Items from a dataset:
· · · ·

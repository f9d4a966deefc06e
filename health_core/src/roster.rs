//! Roster - Registry of tracked crew members

use crate::config::HealthSettings;
use crate::crew::CrewHealthState;
use crate::error::HealthError;
use crate::types::{ConditionKind, CrewId};
use crate::vessel::Vessel;
use std::collections::BTreeMap;
use tracing::info;

/// Owns the health state of every tracked crew member
#[derive(Debug, Clone, Default)]
pub struct Roster {
    crew: BTreeMap<CrewId, CrewHealthState>,
}

impl Roster {
    pub fn new() -> Self {
        Self::default()
    }

    /// Start tracking a crew member
    pub fn hire(&mut self, state: CrewHealthState) -> Result<(), HealthError> {
        if self.crew.contains_key(&state.id) {
            return Err(HealthError::DuplicateCrew(state.id));
        }
        info!("Now tracking {}.", state.name);
        self.crew.insert(state.id.clone(), state);
        Ok(())
    }

    /// Stop tracking a crew member for good
    pub fn remove(&mut self, id: &CrewId) -> Result<CrewHealthState, HealthError> {
        let state = self
            .crew
            .remove(id)
            .ok_or_else(|| HealthError::UnknownCrew(id.clone()))?;
        info!("Stopped tracking {}.", state.name);
        Ok(state)
    }

    pub fn get(&self, id: &CrewId) -> Option<&CrewHealthState> {
        self.crew.get(id)
    }

    pub fn get_mut(&mut self, id: &CrewId) -> Option<&mut CrewHealthState> {
        self.crew.get_mut(id)
    }

    fn require_mut(&mut self, id: &CrewId) -> Result<&mut CrewHealthState, HealthError> {
        self.crew
            .get_mut(id)
            .ok_or_else(|| HealthError::UnknownCrew(id.clone()))
    }

    pub fn contains(&self, id: &CrewId) -> bool {
        self.crew.contains_key(id)
    }

    pub fn len(&self) -> usize {
        self.crew.len()
    }

    pub fn is_empty(&self) -> bool {
        self.crew.is_empty()
    }

    pub fn iter(&self) -> impl Iterator<Item = &CrewHealthState> {
        self.crew.values()
    }

    pub fn iter_mut(&mut self) -> impl Iterator<Item = &mut CrewHealthState> {
        self.crew.values_mut()
    }

    /// Detached copy of one crew member's state, for display
    pub fn snapshot(&self, id: &CrewId) -> Option<CrewHealthState> {
        self.crew.get(id).cloned()
    }

    /// Detached copies of every crew member's state
    pub fn snapshots(&self) -> Vec<CrewHealthState> {
        self.crew.values().cloned().collect()
    }

    /// Train a crew member for every module on `vessel` that needs it
    pub fn start_training(
        &mut self,
        id: &CrewId,
        vessel: &Vessel,
        now: f64,
        settings: &HealthSettings,
    ) -> Result<usize, HealthError> {
        let modules = vessel.training_modules();
        self.require_mut(id)?
            .start_training(&modules, &vessel.name, now, settings)
    }

    /// Returns true if the condition was newly added
    pub fn add_condition(
        &mut self,
        id: &CrewId,
        kind: ConditionKind,
        now: f64,
        expires_at: Option<f64>,
    ) -> Result<bool, HealthError> {
        Ok(self.require_mut(id)?.add_condition(kind, now, expires_at))
    }

    /// Returns true if the condition was present
    pub fn remove_condition(&mut self, id: &CrewId, kind: ConditionKind) -> Result<bool, HealthError> {
        Ok(self.require_mut(id)?.remove_condition(kind))
    }
}
//! Sickness factor

use super::CrewContext;
use crate::crew::CrewHealthState;
use crate::types::ConditionKind;

/// Base rate while the crew member is sick
pub(super) fn change_per_day(
    base: f64,
    crew: &CrewHealthState,
    ctx: &CrewContext<'_>,
    enabled_in_estimate: bool,
) -> f64 {
    if ctx.mode.is_estimate() && !enabled_in_estimate {
        return 0.0;
    }
    if crew.has_condition(ConditionKind::Sick) {
        base
    } else {
        0.0
    }
}

#[cfg(test)]
mod tests {
    use crate::config::HealthSettings;
    use crate::crew::CrewHealthState;
    use crate::factor::{CrewContext, Factor};
    use crate::types::ConditionKind;

    #[test]
    fn test_sickness_follows_condition() {
        let settings = HealthSettings::default();
        let mut crew = CrewHealthState::new("Bob".into(), "Bob", 0, &settings);
        let ctx = CrewContext::live(None);
        assert!(Factor::Sickness.change_per_day(&crew, &ctx, true, &settings).abs() < f64::EPSILON);

        crew.add_condition(ConditionKind::Sick, 0.0, None);
        let rate = Factor::Sickness.change_per_day(&crew, &ctx, true, &settings);
        assert!((rate - settings.factors.sickness).abs() < f64::EPSILON);
    }
}
//! Loneliness factor

use super::CrewContext;
use crate::crew::CrewHealthState;
use crate::types::{EvaluationMode, RosterStatus};
use tracing::error;

/// Base rate while nobody else is aboard, unless the crew member is a veteran
pub(super) fn change_per_day(
    base: f64,
    crew: &CrewHealthState,
    ctx: &CrewContext<'_>,
    enabled_in_estimate: bool,
) -> f64 {
    match ctx.mode {
        EvaluationMode::Estimate(_) if !enabled_in_estimate => return 0.0,
        EvaluationMode::Estimate(_) => {}
        EvaluationMode::Live => {
            // Crew at the home base are never alone
            if crew.status != RosterStatus::Assigned {
                return 0.0;
            }
            if ctx.vessel.is_none() {
                error!("Could not find the vessel of {}.", crew.name);
                return 0.0;
            }
        }
    }
    if ctx.crew_count <= 1 && !crew.veteran {
        base
    } else {
        0.0
    }
}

· · · ·

● EXERCISE DIRECTIONS
Return each line of the data where the word "bool" appears.

● REPLY TO THE TASK
    pub fn contains(&self, id: &CrewId) -> bool {
    pub fn is_empty(&self) -> bool {
    ) -> Result<bool, HealthError> {
    pub fn remove_condition(&mut self, id: &CrewId, kind: ConditionKind) -> Result<bool, HealthError> {
    enabled_in_estimate: bool,
    enabled_in_estimate: bool,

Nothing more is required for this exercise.